Tazobactam is an irreversible inhibitor of many beta-lactamases. In combination with piperacillin, tazobactam exhibits synergy against many beta-lactamase-producing bacteria. The pharmacokinetics of piperacillin and tazobactam were evaluated in eight normal volunteers and in 52 patients with renal dysfunction. Plasma and urine were obtained for up to 30 hours after an infusion of piperacillin and tazobactam (3 and 0.375 gm, respectively). Dialysate samples were collected from patients undergoing dialysis. Piperacillin and tazobactam concentrations were determined by high-performance liquid chromatography. Noncompartmental methods were used for pharmacokinetic analysis. Piperacillin and tazobactam total body clearance, area under the curve, and terminal elimination rate correlated with renal function.
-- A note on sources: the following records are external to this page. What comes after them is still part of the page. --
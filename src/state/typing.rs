//! Presence/typing coordinator.
//!
//! One two-state machine per (chat, user): `Idle` or `Typing`, with a
//! monotonic last-activity timestamp. The first signal while idle
//! broadcasts `typing` exactly once; every signal refreshes the timestamp
//! and schedules a quiet-window check. A check that fires re-reads the
//! timestamp and only the one observing (still typing, window elapsed)
//! broadcasts `stop typing`; duplicate checks after the transition are
//! no-ops, so any number of them may be in flight.
//!
//! Broadcast failures are swallowed; presence is advisory.

use crate::events::ServerEvent;
use crate::models::{ChatId, UserId};
use crate::state::SessionRegistry;
use dashmap::DashMap;
use parking_lot::Mutex;
use std::sync::Arc;
use std::time::Duration;
use tokio::time::Instant;
use tracing::trace;

#[derive(Debug, Clone, Copy, PartialEq, Eq)]
enum TypingState {
    Idle,
    Typing,
}

#[derive(Debug)]
struct TypingEntry {
    state: TypingState,
    last_activity: Instant,
}

/// Coordinates typing presence for all chats.
pub struct TypingCoordinator {
    registry: Arc<SessionRegistry>,
    /// Entries are Arc'd out of the map before locking so no DashMap shard
    /// guard is ever held while a deferred check runs.
    entries: Arc<DashMap<(ChatId, UserId), Arc<Mutex<TypingEntry>>>>,
    quiet_window: Duration,
}

impl TypingCoordinator {
    /// Create a coordinator broadcasting through `registry`.
    pub fn new(registry: Arc<SessionRegistry>, quiet_window: Duration) -> Self {
        Self {
            registry,
            entries: Arc::new(DashMap::new()),
            quiet_window,
        }
    }

    /// The configured quiet window.
    pub fn quiet_window(&self) -> Duration {
        self.quiet_window
    }

    /// Record a keystroke-equivalent signal.
    ///
    /// Broadcasts `typing` only on the idle -> typing transition, not per
    /// keystroke, which bounds broadcast volume for fast typists.
    pub fn signal(&self, chat: ChatId, user: UserId) {
        let entry = self
            .entries
            .entry((chat, user))
            .or_insert_with(|| {
                Arc::new(Mutex::new(TypingEntry {
                    state: TypingState::Idle,
                    last_activity: Instant::now(),
                }))
            })
            .clone();

        let started = {
            let mut e = entry.lock();
            e.last_activity = Instant::now();
            match e.state {
                TypingState::Idle => {
                    e.state = TypingState::Typing;
                    true
                }
                TypingState::Typing => false,
            }
        };

        if started {
            self.registry.broadcast_excluding_user(
                chat,
                user,
                &ServerEvent::Typing {
                    chat_id: chat,
                    user_id: user,
                },
            );
        }

        // One deferred check per signal. Whichever check observes the quiet
        // window satisfied performs the transition; the rest are no-ops.
        let registry = Arc::clone(&self.registry);
        let window = self.quiet_window;
        tokio::spawn(async move {
            tokio::time::sleep(window).await;
            Self::reconcile(&registry, &entry, chat, user, window);
        });
    }

    /// Explicit end of typing (the client submitted or cleared the input).
    pub fn stop(&self, chat: ChatId, user: UserId) {
        let Some(entry) = self.entries.get(&(chat, user)).map(|e| e.value().clone()) else {
            return;
        };
        Self::transition_to_idle(&self.registry, &entry, chat, user);
    }

    /// Quiet-window check, shared by every deferred task.
    fn reconcile(
        registry: &SessionRegistry,
        entry: &Mutex<TypingEntry>,
        chat: ChatId,
        user: UserId,
        window: Duration,
    ) {
        let expired = {
            let e = entry.lock();
            e.state == TypingState::Typing && e.last_activity.elapsed() >= window
        };
        if !expired {
            trace!(chat = chat, user = user, "Typing check: still active or already idle");
            return;
        }
        Self::transition_to_idle(registry, entry, chat, user);
    }

    /// Idempotent typing -> idle transition with exactly one broadcast.
    fn transition_to_idle(
        registry: &SessionRegistry,
        entry: &Mutex<TypingEntry>,
        chat: ChatId,
        user: UserId,
    ) {
        let transitioned = {
            let mut e = entry.lock();
            if e.state == TypingState::Typing {
                e.state = TypingState::Idle;
                true
            } else {
                false
            }
        };

        if transitioned {
            registry.broadcast_excluding_user(
                chat,
                user,
                &ServerEvent::StopTyping {
                    chat_id: chat,
                    user_id: user,
                },
            );
        }
    }

    /// Drop entries that have been idle for a while. Returns how many were
    /// removed. Run from a periodic maintenance task; the map otherwise
    /// grows with every (chat, user) pair that ever typed.
    pub fn prune_idle(&self, older_than: Duration) -> usize {
        let before = self.entries.len();
        self.entries.retain(|_, entry| {
            let e = entry.lock();
            e.state == TypingState::Typing || e.last_activity.elapsed() < older_than
        });
        before - self.entries.len()
    }
}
Hemodialysis removed 31% and 39% of piperacillin and tazobactam, respectively. During continuous ambulatory peritoneal dialysis, 5.5% of the piperacillin and 10.7% of the tazobactam was recovered in the dialysate over 28 hours. Peak plasma concentrations of both drugs increased minimally with decreasing creatinine clearance. Dosage alterations for creatinine clearance values less than 40 ml/min are recommended.